_Description of the task_: An exact copy of the whole listing is required.

_Extracted information_:
□ □ □ □ □
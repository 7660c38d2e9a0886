use super::Config;
use crate::config::schema::AgentConfig;
use crate::error::ConfigError;

impl Config {
    /// Rejects settings no game could run with. Payoff keys are already
    /// checked when the table is deserialized.
    pub fn validate(&self) -> Result<(), ConfigError> {
        if self.table.n_steps == 0 {
            return Err(ConfigError::Validation(
                "table.n_steps must be a positive integer".into(),
            ));
        }
        if self.table.payoffs.entries().is_empty() {
            return Err(ConfigError::Validation("table.payoffs is empty".into()));
        }
        if self.naming.move1 == self.naming.move2 {
            return Err(ConfigError::Validation(
                "naming.move1 and naming.move2 must differ".into(),
            ));
        }
        for mv in [self.naming.move1, self.naming.move2] {
            if !self.table.payoffs.alphabet().contains(&mv) {
                tracing::warn!(
                    r#move = %mv,
                    alphabet = ?self.table.payoffs.alphabet(),
                    "naming move is not a payoff table move"
                );
            }
        }

        check_total_sum("division.total_sum", self.division.total_sum)?;
        for total in &self.division_sweep.total_sums {
            check_total_sum("division_sweep.total_sums", *total)?;
        }
        for ratio in &self.division_sweep.split_ratios {
            check_ratio("division_sweep.split_ratios", *ratio)?;
        }

        check_temperature("provider.temperature", self.provider.temperature)?;
        for (seat, agent) in [("agent1", &self.agent1), ("agent2", &self.agent2)] {
            match agent {
                AgentConfig::RatioDivision(cfg) => check_ratio(seat, cfg.ratio)?,
                AgentConfig::Llm(cfg) => {
                    if let Some(temp) = cfg.temperature {
                        check_temperature(seat, temp)?;
                    }
                }
                _ => {}
            }
        }
        Ok(())
    }
}

fn check_total_sum(field: &str, value: f64) -> Result<(), ConfigError> {
    if value.is_finite() && value > 0.0 {
        Ok(())
    } else {
        Err(ConfigError::Validation(format!(
            "{field} must be positive, got {value}"
        )))
    }
}

fn check_ratio(field: &str, value: f64) -> Result<(), ConfigError> {
    if (0.0..=1.0).contains(&value) {
        Ok(())
    } else {
        Err(ConfigError::Validation(format!(
            "{field}: ratio must be within 0..=1, got {value}"
        )))
    }
}

fn check_temperature(field: &str, value: f64) -> Result<(), ConfigError> {
    if (0.0..=2.0).contains(&value) {
        Ok(())
    } else {
        Err(ConfigError::Validation(format!(
            "{field}: temperature must be within 0..=2, got {value}"
        )))
    }
}

#[cfg(test)]
mod tests {
    use super::*;
    use crate::config::schema::RatioDivisionConfig;

    #[test]
    fn defaults_are_valid() {
        assert!(Config::default().validate().is_ok());
    }

    #[test]
    fn zero_rounds_rejected() {
        let mut config = Config::default();
        config.table.n_steps = 0;
        assert!(config.validate().is_err());
    }

    #[test]
    fn non_positive_total_rejected() {
        let mut config = Config::default();
        config.division.total_sum = 0.0;
        assert!(config.validate().is_err());

        let mut config = Config::default();
        config.division_sweep.total_sums = vec![1000.0, -5.0];
        assert!(config.validate().is_err());
    }

    #[test]
    fn ratio_out_of_range_rejected() {
        let mut config = Config::default();
        config.agent1 = AgentConfig::RatioDivision(RatioDivisionConfig { ratio: 1.5 });
        let err = config.validate().unwrap_err();
        assert!(err.to_string().contains("agent1"));

        let mut config = Config::default();
        config.division_sweep.split_ratios = vec![-0.1];
        assert!(config.validate().is_err());
    }
}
□ □ □ □ □
_Result for this exercise_:
repository 7660c38d2e9a0886
use super::Config;
use crate::config::schema::AgentConfig;
use crate::error::ConfigError;

impl Config {
    /// Rejects settings no game could run with. Payoff keys are already
    /// checked when the table is deserialized.
    pub fn validate(&self) -> Result<(), ConfigError> {
        if self.table.n_steps == 0 {
            return Err(ConfigError::Validation(
                "table.n_steps must be a positive integer".into(),
            ));
        }
        if self.table.payoffs.entries().is_empty() {
            return Err(ConfigError::Validation("table.payoffs is empty".into()));
        }
        if self.naming.move1 == self.naming.move2 {
            return Err(ConfigError::Validation(
                "naming.move1 and naming.move2 must differ".into(),
            ));
        }
        for mv in [self.naming.move1, self.naming.move2] {
            if !self.table.payoffs.alphabet().contains(&mv) {
                tracing::warn!(
                    r#move = %mv,
                    alphabet = ?self.table.payoffs.alphabet(),
                    "naming move is not a payoff table move"
                );
            }
        }

        check_total_sum("division.total_sum", self.division.total_sum)?;
        for total in &self.division_sweep.total_sums {
            check_total_sum("division_sweep.total_sums", *total)?;
        }
        for ratio in &self.division_sweep.split_ratios {
            check_ratio("division_sweep.split_ratios", *ratio)?;
        }

        check_temperature("provider.temperature", self.provider.temperature)?;
        for (seat, agent) in [("agent1", &self.agent1), ("agent2", &self.agent2)] {
            match agent {
                AgentConfig::RatioDivision(cfg) => check_ratio(seat, cfg.ratio)?,
                AgentConfig::Llm(cfg) => {
                    if let Some(temp) = cfg.temperature {
                        check_temperature(seat, temp)?;
                    }
                }
                _ => {}
            }
        }
        Ok(())
    }
}

fn check_total_sum(field: &str, value: f64) -> Result<(), ConfigError> {
    if value.is_finite() && value > 0.0 {
        Ok(())
    } else {
        Err(ConfigError::Validation(format!(
            "{field} must be positive, got {value}"
        )))
    }
}

fn check_ratio(field: &str, value: f64) -> Result<(), ConfigError> {
    if (0.0..=1.0).contains(&value) {
        Ok(())
    } else {
        Err(ConfigError::Validation(format!(
            "{field}: ratio must be within 0..=1, got {value}"
        )))
    }
}

fn check_temperature(field: &str, value: f64) -> Result<(), ConfigError> {
    if (0.0..=2.0).contains(&value) {
        Ok(())
    } else {
        Err(ConfigError::Validation(format!(
            "{field}: temperature must be within 0..=2, got {value}"
        )))
    }
}

#[cfg(test)]
mod tests {
    use super::*;
    use crate::config::schema::RatioDivisionConfig;

    #[test]
    fn defaults_are_valid() {
        assert!(Config::default().validate().is_ok());
    }

    #[test]
    fn zero_rounds_rejected() {
        let mut config = Config::default();
        config.table.n_steps = 0;
        assert!(config.validate().is_err());
    }

    #[test]
    fn non_positive_total_rejected() {
        let mut config = Config::default();
        config.division.total_sum = 0.0;
        assert!(config.validate().is_err());

        let mut config = Config::default();
        config.division_sweep.total_sums = vec![1000.0, -5.0];
        assert!(config.validate().is_err());
    }

    #[test]
    fn ratio_out_of_range_rejected() {
        let mut config = Config::default();
        config.agent1 = AgentConfig::RatioDivision(RatioDivisionConfig { ratio: 1.5 });
        let err = config.validate().unwrap_err();
        assert!(err.to_string().contains("agent1"));

        let mut config = Config::default();
        config.division_sweep.split_ratios = vec![-0.1];
        assert!(config.validate().is_err());
    }
}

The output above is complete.